1. Podcast Maker (backend/api/podcast/handlers/images.py)
Key Features:
- Dual Mode: Character-consistent generation (Ideogram Character) vs. standard generation
- Auto Provider Selection: Uses
provider: Noneto auto-select based on environment - Specialized Prompt Building: Podcast-optimized prompts with scene context
- Pre-flight Validation: Subscription checks before API calls
Model Usage:
# Character-consistent generation (when base_avatar_url provided)
generate_character_image(
prompt=image_prompt,
reference_image_bytes=base_avatar_bytes,
user_id=user_id,
style=style, # "Realistic", "Fiction", "Auto"
aspect_ratio=aspect_ratio, # "1:1", "16:9", "9:16", "4:3", "3:4"
rendering_speed=rendering_speed, # "Default", "Turbo", "Quality"
)
# Model: ideogram-ai/ideogram-character (WaveSpeed)
# Cost: ~$0.10/image
# Standard generation (no base avatar)
generate_image(
prompt=image_prompt,
options={
"provider": None, # Auto-select
"width": request.width,
"height": request.height,
},
user_id=user_id
)
# Provider: Auto-selected (WaveSpeed, HuggingFace, or Stability)

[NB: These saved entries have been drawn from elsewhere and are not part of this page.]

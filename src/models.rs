use std::cmp::Ordering;
use std::collections::BTreeSet;
use std::path::PathBuf;

use crate::compare::compare_packages;
use crate::error::{Error, Result};
use crate::license::collection::LicenseCollection;

/// How a package entered the tree.
#[derive(Debug, Clone, Copy, PartialEq, Eq, Hash, Default)]
pub enum DependencyType {
    Production,
    Development,
    #[default]
    Unspecified,
}

impl std::fmt::Display for DependencyType {
    fn fmt(&self, f: &mut std::fmt::Formatter<'_>) -> std::fmt::Result {
        match self {
            DependencyType::Production => write!(f, "production"),
            DependencyType::Development => write!(f, "development"),
            DependencyType::Unspecified => write!(f, "(none)"),
        }
    }
}

/// The three places a package's licenses are collected from.
#[derive(Debug, Clone, Default)]
pub struct LicenseSources {
    /// `license` / `licenses` fields of `package.json`.
    pub package: LicenseCollection,
    /// `LICENSE*` / `LICENCE*` files.
    pub license: LicenseCollection,
    /// `README*` files.
    pub readme: LicenseCollection,
}

/// Identity and metadata used to build a [`PackageRecord`].
#[derive(Debug, Clone, Default)]
pub struct PackageInfo {
    pub id: String,
    pub name: String,
    pub version: Option<String>,
    pub directory: PathBuf,
    pub repository: Option<String>,
    pub dependency_type: DependencyType,
}

/// One resolved dependency and the licenses found for it.
#[derive(Debug, Clone)]
pub struct PackageRecord {
    pub id: String,
    pub name: String,
    pub version: String,
    pub directory: PathBuf,
    pub repository: String,
    pub dependency_type: DependencyType,
    pub license_sources: LicenseSources,
}

impl PackageRecord {
    pub fn new(info: PackageInfo) -> Result<Self> {
        if info.id.is_empty() {
            return Err(Error::Validation("package id must be defined".into()));
        }
        if info.directory.as_os_str().is_empty() {
            return Err(Error::Validation(format!(
                "package `{}` has no directory",
                info.id
            )));
        }

        Ok(Self {
            id: info.id,
            name: info.name,
            version: info.version.unwrap_or_else(|| "0.0.0".to_string()),
            directory: info.directory,
            repository: normalize_repository(info.repository.as_deref()),
            dependency_type: info.dependency_type,
            license_sources: LicenseSources::default(),
        })
    }

    /// Every license found for this package, sorted and deduplicated;
    /// `["Unknown"]` when nothing was found.
    pub fn summary(&self) -> Vec<String> {
        let sources = &self.license_sources;
        let all: BTreeSet<String> = [&sources.package, &sources.license, &sources.readme]
            .into_iter()
            .flat_map(LicenseCollection::summary)
            .collect();

        if all.is_empty() {
            return vec!["Unknown".to_string()];
        }
        all.into_iter().collect()
    }
}

impl PartialEq for PackageRecord {
    fn eq(&self, other: &Self) -> bool {
        self.cmp(other) == Ordering::Equal
    }
}

impl Eq for PackageRecord {}

impl PartialOrd for PackageRecord {
    fn partial_cmp(&self, other: &Self) -> Option<Ordering> {
        Some(self.cmp(other))
    }
}

impl Ord for PackageRecord {
    fn cmp(&self, other: &Self) -> Ordering {
        compare_packages(&self.name, &self.version, &other.name, &other.version)
    }
}

/// Turn a repository reference into a browsable URL.
fn normalize_repository(raw: Option<&str>) -> String {
    let Some(raw) = raw.map(str::trim).filter(|r| !r.is_empty()) else {
        return "(none)".to_string();
    };
    let url = raw.strip_prefix("git+").unwrap_or(raw);
    let url = url.replacen("git://", "http://", 1);
    url.strip_suffix(".git").unwrap_or(&url).to_string()
}
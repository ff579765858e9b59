//! Error type shared by the scanning engine.
//!
//! The binary wraps these in [`anyhow::Error`]; library code returns
//! [`Result<T>`] so callers can tell a bad configuration apart from a missing
//! manifest or an unreadable license file.

use std::path::PathBuf;

use thiserror::Error;

pub type Result<T> = std::result::Result<T, Error>;

#[derive(Debug, Error)]
pub enum Error {
    /// Malformed configuration or record input, raised before any I/O.
    #[error("invalid configuration: {0}")]
    Validation(String),

    /// No `package.json` at the scanned root.
    #[error("no package.json found in {}", path.display())]
    NotFound { path: PathBuf },

    /// A matched license/readme file or a manifest could not be read.
    #[error("failed to read {}", path.display())]
    Io {
        path: PathBuf,
        #[source]
        source: std::io::Error,
    },

    /// A manifest license value has a shape other than a string or `{type, url}`.
    #[error("invalid license declaration: {0}")]
    InvalidInput(String),

    #[error("failed to parse {}", path.display())]
    Manifest {
        path: PathBuf,
        #[source]
        source: serde_json::Error,
    },
}

impl Error {
    pub fn io(path: impl Into<PathBuf>, source: std::io::Error) -> Self {
        Error::Io {
            path: path.into(),
            source,
        }
    }
}
//! Case-insensitive file-name search that never descends into nested
//! dependency directories.

use std::path::{Path, PathBuf};

use glob::{MatchOptions, Pattern};
use walkdir::{DirEntry, WalkDir};

use crate::error::{Error, Result};

/// Directory names pruned from every search.
pub const IGNORED_DIRS: &[&str] = &["node_modules", "bower_components"];

const MATCH_OPTIONS: MatchOptions = MatchOptions {
    case_sensitive: false,
    require_literal_separator: true,
    require_literal_leading_dot: false,
};

/// Dependency-manager and hidden directories below the search root.
fn is_ignored_dir(entry: &DirEntry) -> bool {
    entry.depth() > 0
        && entry.file_type().is_dir()
        && entry
            .file_name()
            .to_str()
            .is_some_and(|name| name.starts_with('.') || IGNORED_DIRS.contains(&name))
}

/// Regular files, or symlinks whose target is a regular file. Dangling links
/// are not files.
fn is_file(entry: &DirEntry) -> bool {
    if entry.file_type().is_symlink() {
        return std::fs::metadata(entry.path()).is_ok_and(|meta| meta.is_file());
    }
    entry.file_type().is_file()
}

/// Find files anywhere under `directory` whose name matches `pattern`.
///
/// Returns paths relative to `directory`, sorted. Ignored and hidden
/// directories are pruned while walking, so their contents are never
/// visited. Symlinked files are returned; symlinked directories are not
/// entered.
pub fn glob_ignoring_modules(directory: &Path, pattern: &str) -> Result<Vec<PathBuf>> {
    if pattern.trim().is_empty() {
        return Err(Error::Validation("glob pattern must not be empty".into()));
    }
    let matcher = Pattern::new(pattern)
        .map_err(|e| Error::Validation(format!("invalid glob pattern `{pattern}`: {e}")))?;

    let mut found = Vec::new();
    for entry in WalkDir::new(directory)
        .into_iter()
        .filter_entry(|e| !is_ignored_dir(e))
    {
        let entry = entry.map_err(|e| {
            let path = e.path().unwrap_or(directory).to_path_buf();
            Error::io(path, e.into())
        })?;
        if !is_file(&entry) {
            continue;
        }
        let name_matches = entry
            .file_name()
            .to_str()
            .is_some_and(|name| matcher.matches_with(name, MATCH_OPTIONS));
        if name_matches {
            let relative = entry
                .path()
                .strip_prefix(directory)
                .unwrap_or(entry.path())
                .to_path_buf();
            found.push(relative);
        }
    }

    found.sort();
    Ok(found)
}

/// Run several searches on the blocking pool and merge their results.
pub async fn find(directory: &Path, patterns: &[&str]) -> Result<Vec<PathBuf>> {
    let dir = directory.to_path_buf();
    let patterns: Vec<String> = patterns.iter().map(|p| p.to_string()).collect();

    tokio::task::spawn_blocking(move || {
        let mut all = Vec::new();
        for pattern in &patterns {
            all.extend(glob_ignoring_modules(&dir, pattern)?);
        }
        all.sort();
        all.dedup();
        Ok::<_, Error>(all)
    })
    .await
    .map_err(|e| Error::io(directory, std::io::Error::other(e)))?
}
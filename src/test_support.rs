//! Fixture project trees for unit tests.

use std::fs;
use std::path::Path;

use serde_json::{json, Value};
use tempfile::TempDir;

pub fn write_file(dir: &Path, relative: &str, contents: &str) {
    let path = dir.join(relative);
    fs::create_dir_all(path.parent().unwrap()).unwrap();
    fs::write(path, contents).unwrap();
}

pub fn write_package(dir: &Path, manifest: Value) {
    write_file(
        dir,
        "package.json",
        &serde_json::to_string_pretty(&manifest).unwrap(),
    );
}

/// An installed project with a cycle, a hoisted shared package, a nested
/// package and a declared-but-missing dependency:
///
/// ```text
/// fixture-root@1.0.0            deps: prod-a ; devDeps: dev-c, dev-d
/// ├── prod-a@1.0.0              deps: prod-b
/// │   └── prod-b@2.0.0          deps: prod-a (cycle)
/// ├── dev-c@1.0.0               deps: shared-e
/// └── dev-d@1.0.0               deps: shared-e, dev-f, not-installed
///     ├── shared-e@1.0.0        (hoisted, shared)
///     └── dev-f@0.1.0-beta.1    (nested under dev-d)
/// ```
pub fn fixture_project() -> TempDir {
    let tmp = tempfile::tempdir().unwrap();
    let root = tmp.path();

    write_package(
        root,
        json!({
            "name": "fixture-root",
            "version": "1.0.0",
            "license": "MIT",
            "dependencies": { "prod-a": "^1.0.0" },
            "devDependencies": { "dev-c": "^1.0.0", "dev-d": "^1.0.0" }
        }),
    );
    write_file(root, "LICENSE", "The MIT License\n\nCopyright (c) fixture");
    write_file(root, "README.md", "# fixture-root\n\nNothing to declare here.");

    let prod_a = root.join("node_modules/prod-a");
    write_package(
        &prod_a,
        json!({
            "name": "prod-a",
            "version": "1.0.0",
            "license": { "type": "MIT", "url": "http://opensource.org/licenses/MIT" },
            "repository": { "type": "git", "url": "git+https://github.com/example/prod-a.git" },
            "dependencies": { "prod-b": "^2.0.0" }
        }),
    );
    write_file(&prod_a, "license.md", "Licensed under the Apache License 2.0");

    write_package(
        &root.join("node_modules/prod-b"),
        json!({
            "name": "prod-b",
            "version": "2.0.0",
            "licenses": ["MIT", "GPLv2"],
            "dependencies": { "prod-a": "^1.0.0" }
        }),
    );

    let dev_c = root.join("node_modules/dev-c");
    write_package(
        &dev_c,
        json!({
            "name": "dev-c",
            "version": "1.0.0",
            "license": "ISC",
            "repository": "git://github.com/example/dev-c.git",
            "dependencies": { "shared-e": "^1.0.0" }
        }),
    );
    write_file(&dev_c, "README.md", "dev-c\n\nLicense: BSD");

    let dev_d = root.join("node_modules/dev-d");
    write_package(
        &dev_d,
        json!({
            "name": "dev-d",
            "version": "1.0.0",
            "dependencies": {
                "shared-e": "^1.0.0",
                "dev-f": "^0.1.0-beta.1",
                "not-installed": "^1.0.0"
            }
        }),
    );

    let dev_f = dev_d.join("node_modules/dev-f");
    write_package(
        &dev_f,
        json!({ "name": "dev-f", "version": "0.1.0-beta.1" }),
    );
    write_file(&dev_f, "LICENSE", "WTFPL");

    write_package(
        &root.join("node_modules/shared-e"),
        json!({ "name": "shared-e", "version": "1.0.0" }),
    );

    tmp
}
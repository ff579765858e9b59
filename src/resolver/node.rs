use std::collections::{HashMap, VecDeque};
use std::path::{Path, PathBuf};

use serde_json::{Map, Value};

use crate::error::{Error, Result};
use crate::models::DependencyType;

use super::{Dependency, DependencyTree, NodeId, PackageNode, ResolveOptions, Resolver};

/// Manifest fields always kept on a [`PackageNode`].
const LICENSE_FIELDS: &[&str] = &["license", "licenses"];

/// Reads an installed Node project: `package.json` plus `node_modules/`.
#[derive(Debug, Default)]
pub struct NodeResolver;

impl NodeResolver {
    pub fn new() -> Self {
        Self
    }
}

impl Resolver for NodeResolver {
    fn resolve(&self, root: &Path, options: &ResolveOptions) -> Result<DependencyTree> {
        let root_dir = root.canonicalize().map_err(|_| Error::NotFound {
            path: root.to_path_buf(),
        })?;
        if !root_dir.join("package.json").is_file() {
            return Err(Error::NotFound { path: root_dir });
        }

        let manifest = read_manifest(&root_dir)?;
        let fallback = root_dir
            .file_name()
            .and_then(|n| n.to_str())
            .unwrap_or("root")
            .to_string();
        let dev_edges = if options.include_dev {
            declared(&manifest, "devDependencies")
        } else {
            Vec::new()
        };

        let root_node = package_node(&root_dir, &manifest, &fallback, DependencyType::Production, options);
        let mut builder = TreeBuilder {
            tree: DependencyTree::new(root_node),
            by_dir: HashMap::from([(root_dir.clone(), 0)]),
            queue: VecDeque::from([(0, manifest)]),
            root_dir,
            options,
        };

        // Everything reachable through production edges is claimed first, so a
        // package shared between both sides stays tagged as production.
        builder.drain()?;
        let root = builder.tree.root();
        for (name, range) in dev_edges {
            if builder.tree.node(root).dependencies.contains_key(&name) {
                continue;
            }
            builder.link(root, &name, &range, false, DependencyType::Development)?;
        }
        builder.drain()?;

        tracing::debug!(packages = builder.tree.len(), "resolved dependency tree");
        Ok(builder.tree)
    }
}

struct TreeBuilder<'a> {
    tree: DependencyTree,
    by_dir: HashMap<PathBuf, NodeId>,
    queue: VecDeque<(NodeId, Map<String, Value>)>,
    root_dir: PathBuf,
    options: &'a ResolveOptions,
}

impl TreeBuilder<'_> {
    fn drain(&mut self) -> Result<()> {
        while let Some((id, manifest)) = self.queue.pop_front() {
            let dep_type = self.tree.node(id).dep_type;
            let optional: Vec<String> = declared(&manifest, "optionalDependencies")
                .into_iter()
                .map(|(name, _)| name)
                .collect();

            let mut edges = declared(&manifest, "dependencies");
            for (name, range) in declared(&manifest, "optionalDependencies") {
                if !edges.iter().any(|(n, _)| *n == name) {
                    edges.push((name, range));
                }
            }

            for (name, range) in edges {
                let is_optional = optional.contains(&name);
                self.link(id, &name, &range, is_optional, dep_type)?;
            }
        }
        Ok(())
    }

    fn link(
        &mut self,
        parent: NodeId,
        name: &str,
        range: &str,
        optional: bool,
        dep_type: DependencyType,
    ) -> Result<()> {
        let from = self.tree.node(parent).directory.clone();
        let Some(found) = locate(&from, &self.root_dir, name) else {
            if !optional {
                self.tree
                    .node_mut(parent)
                    .dependencies
                    .insert(name.to_string(), Dependency::Missing(range.to_string()));
            }
            return Ok(());
        };
        let dir = found.canonicalize().map_err(|e| Error::io(&found, e))?;

        let child = match self.by_dir.get(&dir) {
            Some(&id) => id,
            None => {
                let manifest = read_manifest(&dir)?;
                let node = package_node(&dir, &manifest, name, dep_type, self.options);
                let id = self.tree.add(node);
                self.by_dir.insert(dir, id);
                self.queue.push_back((id, manifest));
                id
            }
        };

        self.tree
            .node_mut(parent)
            .dependencies
            .insert(name.to_string(), Dependency::Installed(child));
        Ok(())
    }
}

/// Node-style lookup: `<dir>/node_modules/<name>`, then each ancestor's
/// `node_modules`, never looking above the project root.
fn locate(from: &Path, root: &Path, name: &str) -> Option<PathBuf> {
    for dir in from.ancestors() {
        if dir.file_name().is_some_and(|n| n == "node_modules") {
            continue;
        }
        let candidate = dir.join("node_modules").join(name);
        if candidate.join("package.json").is_file() {
            return Some(candidate);
        }
        if dir == root {
            break;
        }
    }
    None
}

fn read_manifest(dir: &Path) -> Result<Map<String, Value>> {
    let path = dir.join("package.json");
    let content = std::fs::read_to_string(&path).map_err(|e| Error::io(&path, e))?;
    serde_json::from_str(&content).map_err(|source| Error::Manifest { path, source })
}

/// `(name, range)` pairs of a dependency section.
fn declared(manifest: &Map<String, Value>, section: &str) -> Vec<(String, String)> {
    manifest
        .get(section)
        .and_then(Value::as_object)
        .map(|deps| {
            deps.iter()
                .map(|(name, range)| {
                    let range = range
                        .as_str()
                        .map(str::to_string)
                        .unwrap_or_else(|| range.to_string());
                    (name.clone(), range)
                })
                .collect()
        })
        .unwrap_or_default()
}

fn package_node(
    dir: &Path,
    manifest: &Map<String, Value>,
    fallback_name: &str,
    dep_type: DependencyType,
    options: &ResolveOptions,
) -> PackageNode {
    let name = manifest
        .get("name")
        .and_then(Value::as_str)
        .unwrap_or(fallback_name)
        .to_string();
    let version = manifest
        .get("version")
        .and_then(Value::as_str)
        .map(str::to_string);
    let id = format!("{}@{}", name, version.as_deref().unwrap_or("0.0.0"));

    let repository = match manifest.get("repository") {
        Some(Value::String(url)) => Some(url.clone()),
        Some(Value::Object(repo)) => repo.get("url").and_then(Value::as_str).map(str::to_string),
        _ => None,
    };

    let kept = LICENSE_FIELDS
        .iter()
        .copied()
        .chain(options.extra_manifest_fields.iter().map(String::as_str));
    let mut fields = Map::new();
    for field in kept {
        if let Some(value) = manifest.get(field) {
            fields.insert(field.to_string(), value.clone());
        }
    }

    PackageNode {
        id,
        name,
        version,
        directory: dir.to_path_buf(),
        repository,
        dep_type,
        manifest: fields,
        dependencies: Default::default(),
    }
}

# Cost: ~$0.04/image (varies by provider)
Prompt Building Strategy:
- Scene Context: Scene title, content preview, visual keywords
- Podcast Theme: Idea/topic context
- Technical Requirements: 16:9 aspect ratio, video-optimized composition
- Style Constraints: Realistic photography, professional broadcast quality
Error Handling:
- Character Generation Failure: Raises HTTPException (no fallback to standard)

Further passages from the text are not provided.